# Correcting the "wrong" definition of relativistic electric current density

In several standard references (I'm using conventions from David Tong's graduate electrodynamics notes), we take charge density $$\rho$$ as a primitive and then define the current density $$\vec{J}$$ by the relation $$I = \int_S \vec{J} \cdot d \vec{A}$$ where $$S$$ is arbitrary oriented surface (not necessarily a closed one) and $$I$$ is the total signed charge per unit time passing through $$S$$. By considering the case where $$S$$ is a small flat surface normal to one of the coordinate axes, and considering the universe's collection of moving charged particles as having a velocity field $$\vec{v}(\vec{x},t)$$ in addition to its charge density $$\rho(\vec{x},t)$$ this implies

$$\vec{J} = \rho \vec{v}.$$

As David Tong correctly points out, this can't be the "right" answer in some sense, since this can't be the spatial part of a 4-vector. By analogy with 3-momentum and 4-momentum of a massive particle we can quickly guess the corrected relation

$$\vec{J} = \rho \gamma \vec{v}$$

where $$\gamma = \frac{1}{\sqrt{1 - v^2/c^2}}$$. But this doesn't explain what's wrong with the original derivation. One of two things must be true:

1. The definition we started with isn't the right one.
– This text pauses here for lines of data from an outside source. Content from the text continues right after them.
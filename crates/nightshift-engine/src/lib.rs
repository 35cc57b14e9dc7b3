//! Rules engine for the Nightshift simulation.
//!
//! Everything here is a pure transition over a [`GameState`] snapshot. The
//! engine does no I/O: randomness, the wall clock, and the content layer
//! (jobs and event instantiation) all arrive through an
//! [`EngineContext`], so seeded tests can drive every branch exactly.
//!
//! # Modules
//!
//! - [`actions`] -- The Action Processor and one handler per action id
//! - [`catalog`] -- Static content tables (hazards, anomalies, mail, shop)
//! - [`context`] -- Content-layer hooks and the per-resolution context
//! - [`costs`] -- Focus cost table and modifier pipeline
//! - [`locations`] -- Environmental profile per location
//! - [`progression`] -- Level curve, milestones, and unlock gating
//! - [`random`] -- The injectable random source
//! - [`rewards`] -- Deterministic reward tables and skill bonuses
//! - [`skills`] -- Skill catalogue and unlock preconditions
//! - [`tick`] -- The Tick Processor
//!
//! [`GameState`]: nightshift_types::GameState

pub mod actions;
pub mod catalog;
pub mod context;
pub mod costs;
pub mod locations;
pub mod progression;
pub mod random;
pub mod rewards;
pub mod skills;
pub mod tick;

// Re-export the entry points at crate root for convenience.
pub use actions::{ActionId, process_action};
pub use context::{ActionContext, ContentHooks, EngineContext, RecordingHooks, TickContext};
pub use costs::effective_cost;
pub use progression::{
    LevelProgressInfo, NextMilestone, can_spawn_event_category, get_level_progress_info,
    get_unlocked_actions, get_unlocked_event_categories, get_unlocked_tabs, is_action_unlocked,
    is_tab_unlocked, xp_for_next_level,
};
pub use random::{RandomSource, ScriptedRandom, SeededRandom, ThreadRandom};
pub use tick::{advance, process_tick};
//! Static engine-side content looked up by id.
//!
//! Hazards, anomaly templates, mail templates, the toolroom shop, and the
//! rotable parts the player can turn up on an inspection. Job and event
//! content lives outside the engine and arrives through
//! [`ContentHooks`](crate::context::ContentHooks).

use nightshift_types::{EventCategory, ToolId};

// ---------------------------------------------------------------------------
// Hazards
// ---------------------------------------------------------------------------

/// A rare nested event a hazard may set off while it lasts.
#[derive(Debug, Clone, Copy, PartialEq)]
pub struct HazardSubEvent {
    /// Probability per second.
    pub per_sec: f64,
    /// Category handed to the content layer.
    pub category: EventCategory,
    /// Content id handed to the content layer.
    pub event_id: &'static str,
}

/// Template for a timed environmental hazard.
#[derive(Debug, Clone, Copy, PartialEq)]
pub struct HazardDef {
    /// Stable id.
    pub id: &'static str,
    /// Display label.
    pub label: &'static str,
    /// Lifetime in milliseconds.
    pub duration_ms: f64,
    /// Sanity drained per second.
    pub sanity_per_sec: f64,
    /// Health drained per second.
    pub health_per_sec: f64,
    /// Optional nested event.
    pub sub_event: Option<HazardSubEvent>,
}

/// Content id whose expiry leaves a contamination risk behind.
pub const HYDRAULIC_CONTAMINATION: &str = "HYDRAULIC_CONTAMINATION";

/// Every hazard the tick processor may spawn.
pub static HAZARDS: [HazardDef; 4] = [
    HazardDef {
        id: "fuel_vapour",
        label: "Fuel vapour",
        duration_ms: 30_000.0,
        sanity_per_sec: 0.1,
        health_per_sec: 0.2,
        sub_event: Some(HazardSubEvent {
            per_sec: 0.01,
            category: EventCategory::Accident,
            event_id: "FUEL_VAPOUR_FLASH",
        }),
    },
    HazardDef {
        id: "hydraulic_mist",
        label: "Hydraulic mist",
        duration_ms: 25_000.0,
        sanity_per_sec: 0.05,
        health_per_sec: 0.15,
        sub_event: Some(HazardSubEvent {
            per_sec: 0.01,
            category: EventCategory::Incident,
            event_id: HYDRAULIC_CONTAMINATION,
        }),
    },
    HazardDef {
        id: "static_discharge",
        label: "Static discharge",
        duration_ms: 15_000.0,
        sanity_per_sec: 0.2,
        health_per_sec: 0.1,
        sub_event: None,
    },
    HazardDef {
        id: "cold_snap",
        label: "Cold snap",
        duration_ms: 40_000.0,
        sanity_per_sec: 0.05,
        health_per_sec: 0.05,
        sub_event: None,
    },
];

/// Look up a hazard by id.
pub fn hazard(id: &str) -> Option<&'static HazardDef> {
    HAZARDS.iter().find(|h| h.id == id)
}

// ---------------------------------------------------------------------------
// Anomalies
// ---------------------------------------------------------------------------

/// Template an anomaly instance refers to.
#[derive(Debug, Clone, Copy, PartialEq)]
pub struct AnomalyTemplate {
    /// Stable id.
    pub id: &'static str,
    /// Display label.
    pub label: &'static str,
    /// XP on analysis.
    pub xp: f64,
    /// Kardex fragments on analysis.
    pub kardex: f64,
    /// Sanity cost of analysis (blocked by a sanity shield).
    pub sanity_cost: f64,
    /// Chance the analysis leaves the player afraid.
    pub fear_chance: f64,
    /// Optional eldritch event and its chance.
    pub manifestation: Option<(&'static str, f64)>,
}

/// Every anomaly template.
pub static ANOMALIES: [AnomalyTemplate; 4] = [
    AnomalyTemplate {
        id: "warm_rivet",
        label: "A rivet that stays warm",
        xp: 40.0,
        kardex: 1.0,
        sanity_cost: 3.0,
        fear_chance: 0.1,
        manifestation: None,
    },
    AnomalyTemplate {
        id: "wrong_shadow",
        label: "A shadow cast the wrong way",
        xp: 60.0,
        kardex: 1.0,
        sanity_cost: 6.0,
        fear_chance: 0.3,
        manifestation: None,
    },
    AnomalyTemplate {
        id: "logbook_entry",
        label: "A logbook entry in your handwriting, dated tomorrow",
        xp: 80.0,
        kardex: 2.0,
        sanity_cost: 8.0,
        fear_chance: 0.25,
        manifestation: Some(("THE_LOGBOOK_WRITES_BACK", 0.1)),
    },
    AnomalyTemplate {
        id: "breathing_panel",
        label: "An access panel that breathes",
        xp: 120.0,
        kardex: 3.0,
        sanity_cost: 12.0,
        fear_chance: 0.5,
        manifestation: Some(("THE_HULL_EXHALES", 0.2)),
    },
];

/// Look up an anomaly template by id.
pub fn anomaly(id: &str) -> Option<&'static AnomalyTemplate> {
    ANOMALIES.iter().find(|a| a.id == id)
}

// ---------------------------------------------------------------------------
// Rotables
// ---------------------------------------------------------------------------

/// A part an inspection can turn up: `(label, part number)`.
pub static ROTABLE_PARTS: [(&str, &str); 6] = [
    ("Hydraulic Pump", "HP-2210-4"),
    ("Starter Generator", "SG-40-118"),
    ("Fuel Control Unit", "FCU-7731"),
    ("Bleed Air Valve", "BAV-310-2"),
    ("Main Wheel Assembly", "MWA-5508"),
    ("Air Cycle Machine", "ACM-9002-1"),
];

// ---------------------------------------------------------------------------
// Mail
// ---------------------------------------------------------------------------

/// Template for an internal e-mail.
#[derive(Debug, Clone, Copy, PartialEq, Eq)]
pub struct MailTemplate {
    /// Sender line.
    pub sender: &'static str,
    /// Subject line; dedup key.
    pub subject: &'static str,
    /// Body text.
    pub body: &'static str,
}

/// Every mail template.
pub static MAIL: [MailTemplate; 5] = [
    MailTemplate {
        sender: "Quality Department",
        subject: "Reminder: FOD walk compliance",
        body: "Foreign object debris was found in bay 3 again. Walk the floor before every shift.",
    },
    MailTemplate {
        sender: "Night Shift Supervisor",
        subject: "Overtime available",
        body: "We are short on the heavy check. Time and a half, no questions.",
    },
    MailTemplate {
        sender: "Stores",
        subject: "Unclaimed part on the quarantine shelf",
        body: "There is a pump on the shelf with no paperwork. It was not there yesterday.",
    },
    MailTemplate {
        sender: "unknown",
        subject: "You signed it",
        body: "You signed the card for the aircraft that never left. We remember.",
    },
    MailTemplate {
        sender: "HR",
        subject: "Wellbeing survey",
        body: "How often do you hear the hangar breathing? Never / Sometimes / Always.",
    },
];

// ---------------------------------------------------------------------------
// Shop
// ---------------------------------------------------------------------------

/// What a shop purchase grants.
#[derive(Debug, Clone, Copy, PartialEq, Eq)]
pub enum ShopEffect {
    /// A tool, delivered at full condition.
    Tool(ToolId),
    /// Ear defenders.
    EarDefenders,
    /// Hi-vis vest.
    HiVisVest,
    /// Respirator.
    Respirator,
    /// A strip of pills.
    Pills(u32),
    /// One PC part.
    PcPart,
}

/// One toolroom shop entry.
#[derive(Debug, Clone, Copy, PartialEq)]
pub struct ShopItem {
    /// Stable id used in `BUY_ITEM` payloads.
    pub id: &'static str,
    /// Display label.
    pub label: &'static str,
    /// Price in credits.
    pub price: f64,
    /// Grant.
    pub effect: ShopEffect,
}

/// Everything the toolroom sells.
pub static SHOP: [ShopItem; 11] = [
    ShopItem {
        id: "torque_wrench",
        label: "Torque wrench",
        price: 120.0,
        effect: ShopEffect::Tool(ToolId::TorqueWrench),
    },
    ShopItem {
        id: "borescope",
        label: "Borescope",
        price: 300.0,
        effect: ShopEffect::Tool(ToolId::Borescope),
    },
    ShopItem {
        id: "multimeter",
        label: "Multimeter",
        price: 150.0,
        effect: ShopEffect::Tool(ToolId::Multimeter),
    },
    ShopItem {
        id: "rivet_gun",
        label: "Rivet gun",
        price: 200.0,
        effect: ShopEffect::Tool(ToolId::RivetGun),
    },
    ShopItem {
        id: "ndt_kit",
        label: "NDT kit",
        price: 500.0,
        effect: ShopEffect::Tool(ToolId::NdtKit),
    },
    ShopItem {
        id: "safety_wire_pliers",
        label: "Safety-wire pliers",
        price: 60.0,
        effect: ShopEffect::Tool(ToolId::SafetyWirePliers),
    },
    ShopItem {
        id: "ear_defenders",
        label: "Ear defenders",
        price: 40.0,
        effect: ShopEffect::EarDefenders,
    },
    ShopItem {
        id: "hi_vis_vest",
        label: "Hi-vis vest",
        price: 25.0,
        effect: ShopEffect::HiVisVest,
    },
    ShopItem {
        id: "respirator",
        label: "Respirator",
        price: 80.0,
        effect: ShopEffect::Respirator,
    },
    ShopItem {
        id: "pills",
        label: "Pills (strip of 3)",
        price: 30.0,
        effect: ShopEffect::Pills(3),
    },
    ShopItem {
        id: "pc_part",
        label: "Salvaged PC part",
        price: 75.0,
        effect: ShopEffect::PcPart,
    },
];

/// Look up a shop item by id.
pub fn shop_item(id: &str) -> Option<&'static ShopItem> {
    SHOP.iter().find(|i| i.id == id)
}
2. There are subtle Galilean assumptions we make in deducing $$\vec{j} = \rho \vec{v}$$ from the given definition.

I can't tell which is the culprit. On one hand, the definition I start with here readily implies

$$\frac{d \rho}{dt} = - \nabla \cdot \vec{J}$$

by considering $$S$$ a closed surface with enclosed charge $$Q$$, and we know this conservation law is correct. On the other hand, the derivation of $$\vec{J} = \rho \vec{v}$$ from the starting definition seems very straightforward without hidden assumptions.

• Surely the right one should be closer to $\vec J \to J^{\mu}=\gamma (\rho c,\rho v)$ Jun 29, 2023 at 19:24
• I'm not sure what you're asking. In the context of the question, I'm using $\vec{J}$ to denote the spatial component of the relativistic 4-current density $J^\mu$. My point here is that the naive result $\vec{J} = \rho \vec{v}$ seems to be incorrect, and I'm not sure where the error comes from in deducing that result.
– mpc
Jun 29, 2023 at 19:27
• I agree with you that $J^0 = \gamma \rho c$ and $\vec{J} = \gamma \rho \vec{v}$.
– mpc
Jun 29, 2023 at 19:30
• How are you defining $\rho$? Is it the charge density in the rest frame, or in a frame where the charges are moving? Jun 29, 2023 at 19:41
• Thanks for taking a look Michael. I've answered my original question, and in the process I think I've addressed your clarifying question.
– mpc
Jun 29, 2023 at 19:54

I'm leaving the original question here for posterity, but in posting this question I rubber-duck debugged myself and I have found the root cause of my deep confusion: somehow I got it in my head that the exact expression for the relativistic 4-current is $$J^\mu = (\gamma \rho c, \gamma \rho \vec{v})$$ where $$\rho, \vec{v}$$ are both as measured in the same inertial frame that is measuring $$J^\mu$$ to begin with (some sources take $$\rho$$ as measured in the rest frame of the charges at $$\vec{x}$$, which of course changes the final expression). To clarify matters, with those definitions the correct expression is
$$J^\mu = (\rho c, \rho \vec{v}).$$
The analogy with single-particle mechanical 4-momentum $$p^\mu = (\gamma m c, \gamma m \vec{v})$$ is misleading because the invariant mass $$m$$ is a Lorentz scalar while $$\rho$$ (under my conventions) is not.
I think the root cause of my confusion is that David Tong's notes say that the result $$\vec{J} = \rho \vec{v}$$ holds "neglecting relativistic effects." I suspect this is just a mistake on his part, or else he means "the definition of $$\rho$$ is subtle with relativistic effects matter."